pub mod cache;
pub mod calculator;
pub mod clock;
pub mod config;
pub mod digest;
pub mod log;
pub mod schedule;

pub use cache::{CacheState, CacheStats, DayDetail, ReportCache};
pub use clock::{Clock, FixedClock, SystemClock};
pub use schedule::{ScheduleConfig, WorkSchedule};
use clap::{Parser, Subcommand};

/// Command-line interface definition for timeledger
#[derive(Parser)]
#[command(
    name = "timeledger",
    version = env!("CARGO_PKG_VERSION"),
    about = "Track work sessions with start/stop events and report worked time and overtime",
    long_about = None
)]
pub struct Cli {
    /// Override database path (useful for tests or custom DB)
    #[arg(global = true, long = "db")]
    pub db: Option<String>,

    /// Run in test mode (no config file update)
    #[arg(global = true, long = "test", hide = true)]
    pub test: bool,

    #[command(subcommand)]
    pub command: Commands,
}

#[derive(Subcommand)]
pub enum Commands {
    /// Initialize the database and configuration
    Init,

    /// Show or edit the configuration file
    Config {
        #[arg(long = "print", help = "Print the current configuration")]
        print_config: bool,

        #[arg(
            long = "edit",
            help = "Edit the configuration file (default editor: $EDITOR, or nano/notepad)"
        )]
        edit_config: bool,

        #[arg(long = "editor", help = "Editor to use with --edit")]
        editor: Option<String>,
    },

    /// Print the internal audit log
    Log {
        #[arg(long = "print", help = "Print rows from the internal log table")]
        print: bool,
    },

    /// Start a work session
    Start {
        #[arg(long = "at", value_name = "DATETIME", help = "Event time (default: now)")]
        at: Option<String>,

        #[arg(long = "project", help = "Project the session belongs to")]
        project: Option<String>,
    },

    /// Stop the running work session
    Stop {
        #[arg(long = "at", value_name = "DATETIME", help = "Event time (default: now)")]
        at: Option<String>,

        #[arg(long = "project", help = "Project the session belongs to")]
        project: Option<String>,
    },

    /// Add pause minutes to a day (negative values correct a previous entry)
    Pause {
        #[arg(allow_negative_numbers = true)]
        minutes: i64,

        #[arg(long = "date", value_name = "DATE", help = "Day of the pause (default: today)")]
        date: Option<String>,
    },

    /// Delete the event logged at an exact timestamp
    Del {
        #[arg(value_name = "DATETIME")]
        timestamp: String,
    },

    /// Manage free days (vacation, sick leave, ...)
    Timeoff {
        #[command(subcommand)]
        action: TimeoffAction,
    },

    /// Show the events, pause and worked time of one day
    Day {
        #[arg(value_name = "DATE", help = "Day to show (default: today)")]
        date: Option<String>,
    },

    /// Month report with one row per day
    Report {
        #[arg(long, short, value_name = "YYYY-MM", help = "Month to report (default: current)")]
        month: Option<String>,

        #[arg(long, help = "Print the ledger as JSON")]
        json: bool,
    },

    /// Year summary with one row per month
    Year {
        #[arg(value_name = "YYYY", help = "Year to summarize (default: current)")]
        year: Option<i32>,

        #[arg(long, help = "Print the summary as JSON")]
        json: bool,
    },

    /// All-time and per-year overtime
    Overtime {
        #[arg(long, help = "Print the totals as JSON")]
        json: bool,
    },
}

#[derive(Subcommand)]
pub enum TimeoffAction {
    /// Mark a day as free
    Add {
        #[arg(value_name = "DATE")]
        date: String,

        #[arg(long, default_value = crate::models::time_off::DEFAULT_REASON)]
        reason: String,
    },

    /// Remove a free day
    Del {
        #[arg(value_name = "DATE")]
        date: String,
    },

    /// List free days of a year
    List {
        #[arg(long, value_name = "YYYY")]
        year: Option<i32>,
    },
}
pub mod day;
pub mod month;
pub mod overtime;

pub use day::{DayAggregator, DayTotals};
pub use month::MonthReportBuilder;
pub use overtime::OvertimeAggregator;
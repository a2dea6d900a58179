use chrono::NaiveTime;
use timeledger::core::calculator::DayAggregator;
use timeledger::models::action::EventAction;
use timeledger::models::event::Event;

mod common;
use common::{d, ts};

fn ev(at: &str, action: EventAction) -> Event {
    Event::new(ts(at), action)
}

#[test]
fn matched_pair_is_wall_clock_difference() {
    let events = vec![
        ev("2025-01-02T06:00", EventAction::Start),
        ev("2025-01-02T14:30", EventAction::Stop),
    ];

    // independent of when it is computed
    for now in ["2025-01-02T20:00", "2025-03-01T09:00"] {
        let totals = DayAggregator::aggregate(d(2025, 1, 2), &events, ts(now));
        assert_eq!(totals.worked_minutes, 510.0);
        assert_eq!(totals.start_time, NaiveTime::from_hms_opt(6, 0, 0));
        assert_eq!(totals.end_time, NaiveTime::from_hms_opt(14, 30, 0));
    }
}

#[test]
fn open_session_today_runs_until_now() {
    let events = vec![ev("2025-01-02T06:00", EventAction::Start)];
    let totals = DayAggregator::aggregate(d(2025, 1, 2), &events, ts("2025-01-02T10:00"));
    assert_eq!(totals.worked_minutes, 240.0);
    assert_eq!(totals.end_time, NaiveTime::from_hms_opt(10, 0, 0));
}

#[test]
fn open_session_today_grows_with_now() {
    let events = vec![ev("2025-01-02T06:00", EventAction::Start)];
    let mut last = -1.0;
    for now in ["2025-01-02T06:00", "2025-01-02T07:15", "2025-01-02T12:00", "2025-01-02T23:59"] {
        let worked = DayAggregator::aggregate(d(2025, 1, 2), &events, ts(now)).worked_minutes;
        assert!(worked >= last, "{} < {}", worked, last);
        last = worked;
    }
}

#[test]
fn open_session_in_the_past_runs_until_midnight() {
    let events = vec![ev("2025-01-02T22:00", EventAction::Start)];
    let totals = DayAggregator::aggregate(d(2025, 1, 2), &events, ts("2025-01-05T09:00"));
    assert_eq!(totals.worked_minutes, 120.0);
    assert_eq!(totals.end_time, Some(NaiveTime::MIN));
}

#[test]
fn unmatched_events_are_skipped() {
    let events = vec![
        ev("2025-01-02T07:00", EventAction::Stop),
        ev("2025-01-02T08:00", EventAction::Start),
        ev("2025-01-02T09:00", EventAction::Start),
        ev("2025-01-02T12:00", EventAction::Stop),
        ev("2025-01-02T13:00", EventAction::Stop),
    ];
    let totals = DayAggregator::aggregate(d(2025, 1, 2), &events, ts("2025-02-01T00:00"));
    assert_eq!(totals.worked_minutes, 240.0);
    assert_eq!(totals.start_time, NaiveTime::from_hms_opt(8, 0, 0));
    assert_eq!(totals.end_time, NaiveTime::from_hms_opt(12, 0, 0));
}

#[test]
fn events_of_other_days_and_order_are_ignored() {
    let events = vec![
        ev("2025-01-02T12:30", EventAction::Stop),
        ev("2025-01-03T08:00", EventAction::Start),
        ev("2025-01-02T08:00", EventAction::Start),
    ];
    let totals = DayAggregator::aggregate(d(2025, 1, 2), &events, ts("2025-02-01T00:00"));
    assert_eq!(totals.worked_minutes, 270.0);
}

#[test]
fn day_without_events_is_zero() {
    let totals = DayAggregator::aggregate(d(2025, 1, 2), &[], ts("2025-02-01T00:00"));
    assert_eq!(totals.worked_minutes, 0.0);
    assert_eq!(totals.start_time, None);
    assert_eq!(totals.end_time, None);
}
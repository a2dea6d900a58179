use crate::errors::{AppError, AppResult};
use chrono::{Datelike, Months, NaiveDate};

pub fn today() -> NaiveDate {
    chrono::Local::now().date_naive()
}

/// First and last day of a calendar month.
///
/// Months outside 1..=12 are a caller bug and are reported, never clamped.
pub fn month_bounds(year: i32, month: u32) -> AppResult<(NaiveDate, NaiveDate)> {
    let first =
        NaiveDate::from_ymd_opt(year, month, 1).ok_or(AppError::InvalidPeriod { year, month })?;
    let last = first
        .checked_add_months(Months::new(1))
        .and_then(|next| next.pred_opt())
        .ok_or(AppError::InvalidPeriod { year, month })?;
    Ok((first, last))
}

/// Every date of `[first, last]`, ascending.
pub fn days_inclusive(first: NaiveDate, last: NaiveDate) -> impl Iterator<Item = NaiveDate> {
    first.iter_days().take_while(move |d| *d <= last)
}

pub fn parse_date(s: &str) -> Option<NaiveDate> {
    NaiveDate::parse_from_str(s.trim(), "%Y-%m-%d").ok()
}

/// Parse `YYYY-MM`.
pub fn parse_month(s: &str) -> AppResult<(i32, u32)> {
    let d = NaiveDate::parse_from_str(&format!("{}-01", s.trim()), "%Y-%m-%d")
        .map_err(|_| AppError::InvalidDate(s.to_string()))?;
    Ok((d.year(), d.month()))
}

#[cfg(test)]
mod tests {
    use super::*;

    #[test]
    fn bounds_handle_leap_years_and_december() {
        let (first, last) = month_bounds(2024, 2).unwrap();
        assert_eq!(first, NaiveDate::from_ymd_opt(2024, 2, 1).unwrap());
        assert_eq!(last, NaiveDate::from_ymd_opt(2024, 2, 29).unwrap());

        let (_, last) = month_bounds(2025, 12).unwrap();
        assert_eq!(last, NaiveDate::from_ymd_opt(2025, 12, 31).unwrap());
    }

    #[test]
    fn month_thirteen_is_rejected() {
        let err = month_bounds(2025, 13).unwrap_err();
        assert!(matches!(err, AppError::InvalidPeriod { year: 2025, month: 13 }));
        assert!(month_bounds(2025, 0).is_err());
    }

    #[test]
    fn days_of_month_are_complete() {
        let (first, last) = month_bounds(2025, 4).unwrap();
        assert_eq!(days_inclusive(first, last).count(), 30);
        let (first, last) = month_bounds(2025, 1).unwrap();
        assert_eq!(days_inclusive(first, last).count(), 31);
    }

    #[test]
    fn parses_month_keys() {
        assert_eq!(parse_month("2025-07").unwrap(), (2025, 7));
        assert!(parse_month("2025-7x").is_err());
    }
}
use chrono::NaiveDate;
use serde::Serialize;

/// Manually logged break time for one date (unique per date).
#[derive(Debug, Clone, Copy, Serialize, PartialEq, Eq)]
pub struct PauseEntry {
    pub date: NaiveDate,
    pub minutes: i64,
}
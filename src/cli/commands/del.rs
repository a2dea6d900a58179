use crate::cli::parser::Commands;
use crate::config::Config;
use crate::db::pool::DbPool;
use crate::db::store::EventStore;
use crate::errors::AppResult;
use crate::ui::messages::{success, warning};
use crate::utils::time::parse_datetime;

pub fn handle(cmd: &Commands, cfg: &Config) -> AppResult<()> {
    if let Commands::Del { timestamp } = cmd {
        let ts = parse_datetime(timestamp)?;

        let mut pool = DbPool::new(&cfg.database)?;
        let removed = pool.delete_event(ts)?;

        if removed == 0 {
            warning(format!("No event found at {}", ts.format("%Y-%m-%d %H:%M:%S")));
        } else {
            success(format!(
                "Deleted {} event(s) at {}",
                removed,
                ts.format("%Y-%m-%d %H:%M:%S")
            ));
        }
    }
    Ok(())
}
pub mod date;
pub mod formatting;
pub mod table;
pub mod time;

pub use formatting::mins2readable;
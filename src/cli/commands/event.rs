use crate::config::Config;
use crate::core::clock::{Clock, SystemClock};
use crate::db::pool::DbPool;
use crate::db::store::EventStore;
use crate::errors::AppResult;
use crate::models::action::EventAction;
use crate::ui::messages::success;
use crate::utils::time::parse_optional_datetime;
use chrono::Timelike;

/// Log a start or stop event, at `--at` or now.
pub fn handle(
    action: EventAction,
    at: Option<&String>,
    project: Option<&str>,
    cfg: &Config,
) -> AppResult<()> {
    let timestamp = match parse_optional_datetime(at)? {
        Some(ts) => ts,
        None => {
            let now = SystemClock.now();
            now.with_nanosecond(0).unwrap_or(now)
        }
    };

    let mut pool = DbPool::new(&cfg.database)?;
    pool.add_event(action, timestamp, project)?;

    success(format!(
        "Added event {} at {}",
        action,
        timestamp.format("%Y-%m-%d %H:%M:%S")
    ));
    Ok(())
}
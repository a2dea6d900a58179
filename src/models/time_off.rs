use chrono::NaiveDate;
use serde::Serialize;

pub const DEFAULT_REASON: &str = "Vacation";

/// A free day (vacation, sick leave, ...). At most one per date.
#[derive(Debug, Clone, Serialize, PartialEq, Eq)]
pub struct TimeOffEntry {
    pub date: NaiveDate,
    pub reason: String,
}
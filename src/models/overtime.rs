use serde::Serialize;
use std::collections::BTreeMap;

/// Overtime folded over every cached month ledger.
#[derive(Debug, Clone, Default, Serialize, PartialEq)]
pub struct OvertimeTotals {
    pub all_time: f64,
    pub by_year: BTreeMap<i32, f64>,
}

impl OvertimeTotals {
    pub fn for_year(&self, year: i32) -> f64 {
        self.by_year.get(&year).copied().unwrap_or(0.0)
    }
}
use crate::cli::commands::open_cache;
use crate::cli::parser::Commands;
use crate::config::Config;
use crate::errors::AppResult;
use crate::ui::messages::header;
use crate::utils::formatting::colorize_overtime;

pub fn handle(cmd: &Commands, cfg: &Config) -> AppResult<()> {
    if let Commands::Overtime { json } = cmd {
        let mut cache = open_cache(cfg)?;
        let totals = cache.overtime_totals()?;

        if *json {
            println!("{}", serde_json::to_string_pretty(&totals)?);
            return Ok(());
        }

        header("Overtime");
        for (year, minutes) in &totals.by_year {
            println!("  {}: {}", year, colorize_overtime(*minutes));
        }
        println!("  All time: {}", colorize_overtime(totals.all_time));
    }
    Ok(())
}
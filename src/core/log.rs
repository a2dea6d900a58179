use crate::db::log::{LogRow, load_log};
use crate::db::pool::DbPool;
use crate::errors::AppResult;
use ansi_term::Colour;

const MAX_OP_WIDTH: usize = 40;

/// Returns the colour of an audit operation
fn color_for_operation(op: &str) -> Colour {
    match op {
        "add" => Colour::Green,
        "del" => Colour::Red,
        "pause" => Colour::Yellow,
        "timeoff_add" | "timeoff_del" => Colour::Cyan,
        "init" => Colour::RGB(255, 153, 51),
        _ => Colour::White,
    }
}

fn op_target(row: &LogRow) -> String {
    if row.target.is_empty() {
        row.operation.clone()
    } else {
        format!("{} ({})", row.operation, row.target)
    }
}

fn truncate(s: &str, max: usize) -> String {
    if s.chars().count() <= max {
        s.to_string()
    } else {
        let mut out: String = s.chars().take(max.saturating_sub(3)).collect();
        out.push_str("...");
        out
    }
}

pub struct LogLogic;

impl LogLogic {
    pub fn print_log(pool: &DbPool) -> AppResult<()> {
        let entries = load_log(&pool.conn)?;

        if entries.is_empty() {
            println!("📜 Internal log is empty.");
            return Ok(());
        }

        let id_w = entries
            .iter()
            .map(|r| r.id.to_string().len())
            .max()
            .unwrap_or(1);
        let date_w = entries.iter().map(|r| r.date.len()).max().unwrap_or(10);
        let op_w = entries
            .iter()
            .map(|r| op_target(r).chars().count())
            .max()
            .unwrap_or(10)
            .min(MAX_OP_WIDTH);

        println!("📜 Internal log:\n");

        for row in &entries {
            let visible = truncate(&op_target(row), MAX_OP_WIDTH);
            let padding = " ".repeat(op_w.saturating_sub(visible.chars().count()));

            // only the operation word is coloured
            let colored = match visible.split_once(' ') {
                Some((op, rest)) => {
                    format!("{} {}", color_for_operation(&row.operation).paint(op), rest)
                }
                None => color_for_operation(&row.operation)
                    .paint(visible.as_str())
                    .to_string(),
            };

            println!(
                "{:>id_w$}: {:<date_w$} | {}{} => {}",
                row.id,
                row.date,
                colored,
                padding,
                row.message,
                id_w = id_w,
                date_w = date_w
            );
        }

        Ok(())
    }
}
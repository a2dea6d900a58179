use serde::Serialize;

#[derive(Debug, Clone, Copy, Serialize, PartialEq, Eq, Hash)]
#[serde(rename_all = "lowercase")]
pub enum EventAction {
    Start,
    Stop,
}

impl EventAction {
    /// Convert enum → DB string
    pub fn to_db_str(&self) -> &'static str {
        match self {
            EventAction::Start => "start",
            EventAction::Stop => "stop",
        }
    }

    /// Convert DB string → enum
    pub fn from_db_str(s: &str) -> Option<Self> {
        match s {
            "start" => Some(EventAction::Start),
            "stop" => Some(EventAction::Stop),
            _ => None,
        }
    }

    pub fn is_start(&self) -> bool {
        matches!(self, EventAction::Start)
    }

    pub fn is_stop(&self) -> bool {
        matches!(self, EventAction::Stop)
    }
}

impl std::fmt::Display for EventAction {
    fn fmt(&self, f: &mut std::fmt::Formatter<'_>) -> std::fmt::Result {
        f.pad(self.to_db_str())
    }
}
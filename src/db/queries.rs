use crate::db::log::ttlog;
use crate::db::pool::DbPool;
use crate::db::store::EventStore;
use crate::errors::{AppError, AppResult};
use crate::models::action::EventAction;
use crate::models::event::{Event, TIMESTAMP_FORMAT};
use crate::models::pause::PauseEntry;
use crate::models::time_off::TimeOffEntry;
use chrono::{Days, NaiveDate, NaiveDateTime};
use rusqlite::{Result, Row, params};
use tracing::info;

const DATE_FORMAT: &str = "%Y-%m-%d";

fn conversion_error(col: usize, err: AppError) -> rusqlite::Error {
    rusqlite::Error::FromSqlConversionFailure(col, rusqlite::types::Type::Text, Box::new(err))
}

fn date_str(date: NaiveDate) -> String {
    date.format(DATE_FORMAT).to_string()
}

/// Lower bound (inclusive) and upper bound (exclusive) timestamps of a date range.
fn timestamp_bounds(from: NaiveDate, to: NaiveDate) -> (String, String) {
    let start = from.and_time(chrono::NaiveTime::MIN);
    let end = to
        .checked_add_days(Days::new(1))
        .map(|d| d.and_time(chrono::NaiveTime::MIN).format(TIMESTAMP_FORMAT).to_string())
        // past the last representable day every timestamp sorts below "~"
        .unwrap_or_else(|| "~".to_string());
    (start.format(TIMESTAMP_FORMAT).to_string(), end)
}

fn parse_date_col(row: &Row, col: usize) -> Result<NaiveDate> {
    let raw: String = row.get(col)?;
    NaiveDate::parse_from_str(&raw, DATE_FORMAT)
        .map_err(|_| conversion_error(col, AppError::InvalidDate(raw.clone())))
}

pub fn map_event(row: &Row) -> Result<Event> {
    let ts_str: String = row.get("timestamp")?;
    let timestamp = NaiveDateTime::parse_from_str(&ts_str, TIMESTAMP_FORMAT)
        .map_err(|_| conversion_error(0, AppError::InvalidTime(ts_str.clone())))?;

    let action_str: String = row.get("action")?;
    let action = EventAction::from_db_str(&action_str)
        .ok_or_else(|| conversion_error(1, AppError::InvalidAction(action_str.clone())))?;

    Ok(Event {
        timestamp,
        action,
        project: row.get("project")?,
    })
}

pub fn map_pause(row: &Row) -> Result<PauseEntry> {
    Ok(PauseEntry {
        date: parse_date_col(row, 0)?,
        minutes: row.get(1)?,
    })
}

pub fn map_time_off(row: &Row) -> Result<TimeOffEntry> {
    Ok(TimeOffEntry {
        date: parse_date_col(row, 0)?,
        reason: row.get(1)?,
    })
}

fn parse_year_month(raw: &str) -> Option<(i32, u32)> {
    let (y, m) = raw.split_once('-')?;
    let year = y.parse::<i32>().ok()?;
    let month = m.parse::<u32>().ok()?;
    (1..=12).contains(&month).then_some((year, month))
}

impl EventStore for DbPool {
    fn add_event(
        &mut self,
        action: EventAction,
        at: NaiveDateTime,
        project: Option<&str>,
    ) -> AppResult<()> {
        let ts = at.format(TIMESTAMP_FORMAT).to_string();
        info!(%action, timestamp = %ts, "add event");

        let tx = self.conn.transaction()?;
        tx.execute(
            "INSERT INTO events (timestamp, action, project) VALUES (?1, ?2, ?3)",
            params![ts, action.to_db_str(), project],
        )?;
        ttlog(&tx, "add", &ts, &format!("Added {} event", action))?;
        tx.commit()?;
        Ok(())
    }

    fn add_pause(&mut self, minutes: i64, on: NaiveDate) -> AppResult<()> {
        let d = date_str(on);
        info!(minutes, date = %d, "add pause");

        let tx = self.conn.transaction()?;
        tx.execute(
            "INSERT INTO pauses (date, minutes) VALUES (?1, ?2)
             ON CONFLICT(date) DO UPDATE SET minutes = minutes + excluded.minutes",
            params![d, minutes],
        )?;
        ttlog(&tx, "pause", &d, &format!("Pause changed by {} min", minutes))?;
        tx.commit()?;
        Ok(())
    }

    fn get_events(&self, from: NaiveDate, to: NaiveDate) -> AppResult<Vec<Event>> {
        let (lower, upper) = timestamp_bounds(from, to);
        let mut stmt = self.conn.prepare_cached(
            "SELECT timestamp, action, project FROM events
             WHERE timestamp >= ?1 AND timestamp < ?2
             ORDER BY timestamp ASC, id ASC",
        )?;

        let rows = stmt.query_map(params![lower, upper], map_event)?;

        let mut out = Vec::new();
        for r in rows {
            out.push(r?);
        }
        Ok(out)
    }

    fn get_pauses(&self, from: NaiveDate, to: NaiveDate) -> AppResult<Vec<PauseEntry>> {
        let mut stmt = self.conn.prepare_cached(
            "SELECT date, minutes FROM pauses
             WHERE date >= ?1 AND date <= ?2
             ORDER BY date ASC",
        )?;

        let rows = stmt.query_map(params![date_str(from), date_str(to)], map_pause)?;

        let mut out = Vec::new();
        for r in rows {
            out.push(r?);
        }
        Ok(out)
    }

    fn delete_event(&mut self, timestamp: NaiveDateTime) -> AppResult<usize> {
        let ts = timestamp.format(TIMESTAMP_FORMAT).to_string();

        let tx = self.conn.transaction()?;
        let removed = tx.execute("DELETE FROM events WHERE timestamp = ?1", [&ts])?;
        if removed > 0 {
            info!(timestamp = %ts, removed, "delete event");
            ttlog(&tx, "del", &ts, &format!("Deleted {} event(s)", removed))?;
        }
        tx.commit()?;
        Ok(removed)
    }

    fn add_time_off(&mut self, on: NaiveDate, reason: &str) -> AppResult<()> {
        let d = date_str(on);
        info!(date = %d, reason, "add time off");

        let tx = self.conn.transaction()?;
        tx.execute(
            "INSERT INTO time_off (date, reason) VALUES (?1, ?2)
             ON CONFLICT(date) DO UPDATE SET reason = excluded.reason",
            params![d, reason],
        )?;
        ttlog(&tx, "timeoff_add", &d, reason)?;
        tx.commit()?;
        Ok(())
    }

    fn remove_time_off(&mut self, on: NaiveDate) -> AppResult<()> {
        let d = date_str(on);

        let tx = self.conn.transaction()?;
        let removed = tx.execute("DELETE FROM time_off WHERE date = ?1", [&d])?;
        if removed > 0 {
            info!(date = %d, "remove time off");
            ttlog(&tx, "timeoff_del", &d, "Removed time off")?;
        }
        tx.commit()?;
        Ok(())
    }

    fn get_time_off(&self, year: i32) -> AppResult<Vec<TimeOffEntry>> {
        let mut stmt = self.conn.prepare_cached(
            "SELECT date, reason FROM time_off
             WHERE substr(date, 1, 4) = ?1
             ORDER BY date ASC",
        )?;

        let rows = stmt.query_map([format!("{:04}", year)], map_time_off)?;

        let mut out = Vec::new();
        for r in rows {
            out.push(r?);
        }
        Ok(out)
    }

    fn months_with_data(&self, year: Option<i32>) -> AppResult<Vec<(i32, u32)>> {
        let keys: Vec<String> = {
            let mut stmt = self.conn.prepare_cached(
                "SELECT DISTINCT substr(timestamp, 1, 7) AS ym FROM events
                 WHERE ?1 IS NULL OR substr(timestamp, 1, 4) = ?1
                 ORDER BY ym ASC",
            )?;
            let rows = stmt.query_map([year.map(|y| format!("{:04}", y))], |row| {
                row.get::<_, String>(0)
            })?;

            let mut v = Vec::new();
            for r in rows {
                v.push(r?);
            }
            v
        };

        keys.iter()
            .map(|k| parse_year_month(k).ok_or_else(|| AppError::InvalidDate(k.clone())))
            .collect()
    }
}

◇ ◇ ◇

> _TASK DESCRIPTION_
Out of the records, collect only those lines that contain the string "derive".

> _ANSWER TO THIS PROBLEM_
#[derive(Parser)]
#[derive(Subcommand)]
#[derive(Subcommand)]
#[derive(Debug, Clone, Copy, Serialize, PartialEq, Eq)]
#[derive(Debug, Clone, Serialize, PartialEq, Eq)]
#[derive(Debug, Clone, Default, Serialize, PartialEq)]
#[derive(Debug, Clone, Copy, Serialize, PartialEq, Eq, Hash)]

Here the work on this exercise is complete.